FIG. 7 is an operation diagram illustrating the operation of the rear suspension device according to the present invention.

[Explanation of symbols]

DESCRIPTION OF SYMBOLS 1 ... Motorcycle, 2 ... Body frame, 12 ... Swing arm, 13 ... Rear wheel, 13a ... Rear wheel axle, 20 ... Rear suspension device, 30 ... Cushion unit, 30a ... Damper, 37 ... Spring, 40 ... Damping force adjustment mechanism , 60
... Link mechanism (progressive link mechanism).

Claims (2)

[Claims] 1. A two-wheeled vehicle having a swing arm attached to a body frame so as to be able to swing up and down, a rear wheel attached to the swing arm, and a cushion unit including a spring and a damper disposed between the swing arm and the body frame. The rear suspension device for a motorcycle according to any one of claims 1 to 4, wherein the swing arm moves from the vicinity of the riding neutral position where the driver gets on to the extension side of the cushion unit to increase the extension side damping force of the damper. 2. A cushion unit comprising a spring and a damper between the swing arm and the body frame, a cushion unit comprising a swing arm mounted on the body frame so as to be able to swing up and down, and a rear wheel attached to the swing arm.
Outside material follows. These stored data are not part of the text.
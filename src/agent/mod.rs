// src/agent/mod.rs
use crate::adzuna::AdzunaClient;
use crate::environment::{gemini_api_key, RuntimeConfig};
use crate::jobboard::JobBoardClient;
use anyhow::Result;
use serde::{Deserialize, Serialize};
use tokio::sync::OnceCell;
use tracing::{info, warn};

pub mod chat;
pub mod tools;

use chat::{ChatClient, ChatMessage, ToolSpec};

/// Instructional preamble sent ahead of every conversation.
const SYSTEM_PROMPT: &str = "\
**Name:** Multi-Source Job Search Assistant

**Purpose:** Help users discover real employment opportunities through the \
FindSGJobs API (Singapore-specific listings) and the Adzuna API (global \
listings with salary insights). Job data must always come from the tools, \
never be fabricated.

**Tools:**
1. search_findsgjobs: search jobs on FindSGJobs (parameters: keywords, page, per_page_count)
2. get_findsgjobs_statistics: job market statistics from FindSGJobs
3. search_adzuna: search jobs on Adzuna (parameters: what, where, page, results_per_page, sort_by)
4. get_salary_histogram: salary distribution from Adzuna
5. get_top_hiring_companies: top hiring companies from Adzuna

**Guidelines:**
- Confirm the job keyword(s) before running a search; ask politely when missing.
- Default to page=1 and results_per_page=5 unless the user says otherwise.
- Present listings as a compact table or list with job title, company, \
location, posted date, a short description and the direct link returned by \
the tool.
- Keep responses concise, professional and friendly to job seekers; prefer \
metric units and Singapore time where relevant.
- If asked about the data source or internal setup, reply only: \"I use \
verified job listings from FindSGJobs and Adzuna Job Search APIs.\"";

const MAX_TOOL_ROUNDS: usize = 6;
const EMPTY_REPLY_NOTICE: &str = "The agent returned an empty response.";

/// One completed exchange; a session's ordered turns are replayed verbatim
/// ahead of each new message.
#[derive(Debug, Clone, PartialEq, Serialize, Deserialize)]
pub struct ChatTurn {
    pub user: String,
    pub assistant: String,
}

pub struct JobSearchAgent {
    chat: ChatClient,
    board: JobBoardClient,
    adzuna: AdzunaClient,
    tools: Vec<ToolSpec>,
}

static AGENT: OnceCell<JobSearchAgent> = OnceCell::const_new();

/// The process-wide agent. Built lazily on first use; concurrent first
/// callers block on one construction, later callers read lock-free. A failed
/// construction leaves the cell empty so the next call can retry.
pub async fn shared_agent() -> Result<&'static JobSearchAgent> {
    AGENT
        .get_or_try_init(|| async {
            let config = RuntimeConfig::load()?;
            JobSearchAgent::from_config(&config)
        })
        .await
}

impl JobSearchAgent {
    pub fn from_config(config: &RuntimeConfig) -> Result<Self> {
        let api_key = gemini_api_key()?;
        info!("Building job search agent with model {}", config.model);

        Ok(Self {
            chat: ChatClient::new(config.llm_base_url.clone(), config.model.clone(), api_key)?,
            board: JobBoardClient::new(config.jobboard_base_url.clone())?,
            adzuna: AdzunaClient::new(config.adzuna_base_url.clone())?,
            tools: tools::catalogue(),
        })
    }

    /// Answer one user message given the session's prior turns. Tool calls
    /// requested by the model run sequentially; the loop ends on the first
    /// plain-text reply or when the round cap runs out.
    pub async fn respond(&self, prompt: &str, history: &[ChatTurn]) -> Result<String> {
        let prompt = prompt.trim();
        if prompt.is_empty() {
            anyhow::bail!("Prompt cannot be empty.");
        }

        let mut messages = Vec::with_capacity(history.len() * 2 + 2);
        messages.push(ChatMessage::system(SYSTEM_PROMPT));
        for turn in history {
            if !turn.user.is_empty() {
                messages.push(ChatMessage::user(&turn.user));
            }
            if !turn.assistant.is_empty() {
                messages.push(ChatMessage::assistant(&turn.assistant));
            }
        }
        messages.push(ChatMessage::user(prompt));

        for _ in 0..MAX_TOOL_ROUNDS {
            let reply = self.chat.complete(&messages, &self.tools).await?;

            if reply.tool_calls.is_empty() {
                let text = reply.text.trim().to_string();
                return Ok(if text.is_empty() {
                    EMPTY_REPLY_NOTICE.to_string()
                } else {
                    text
                });
            }

            let content = (!reply.text.is_empty()).then(|| reply.text.clone());
            messages.push(ChatMessage::assistant_tool_calls(
                reply.tool_calls.clone(),
                content,
            ));

            for call in &reply.tool_calls {
                info!("Executing tool call: {}", call.function.name);
                let outcome = tools::dispatch(
                    &self.board,
                    &self.adzuna,
                    &call.function.name,
                    &call.function.arguments,
                )
                .await;
                messages.push(ChatMessage::tool_result(&call.id, &outcome));
            }
        }

        warn!("Tool-call round cap exhausted without a final answer");
        Ok(EMPTY_REPLY_NOTICE.to_string())
    }
}

#[cfg(test)]
mod tests {
    use super::*;

    #[tokio::test]
    async fn test_empty_prompt_is_rejected_before_any_network_call() {
        let config = RuntimeConfig::default();
        let agent = JobSearchAgent {
            chat: ChatClient::new(
                config.llm_base_url.clone(),
                config.model.clone(),
                "test-key".to_string(),
            )
            .unwrap(),
            board: JobBoardClient::new(config.jobboard_base_url.clone()).unwrap(),
            adzuna: AdzunaClient::new(config.adzuna_base_url.clone()).unwrap(),
            tools: tools::catalogue(),
        };

        let err = agent.respond("   \n  ", &[]).await.unwrap_err();
        assert_eq!(err.to_string(), "Prompt cannot be empty.");
    }
}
In a two-wheeled vehicle in which a link mechanism that increases the ratio of the amount of shrinkage of the cushion unit to the amount of displacement of the rear wheel as the unit shrinks is provided, a damping force adjusting mechanism that adjusts the damping force of the damper is attached to the link mechanism. A rear suspension device for a motorcycle, wherein the swing arm moves from the vicinity of the riding neutral position where the driver gets on to the extension side of the cushion unit to increase the extension side damping force of the damper.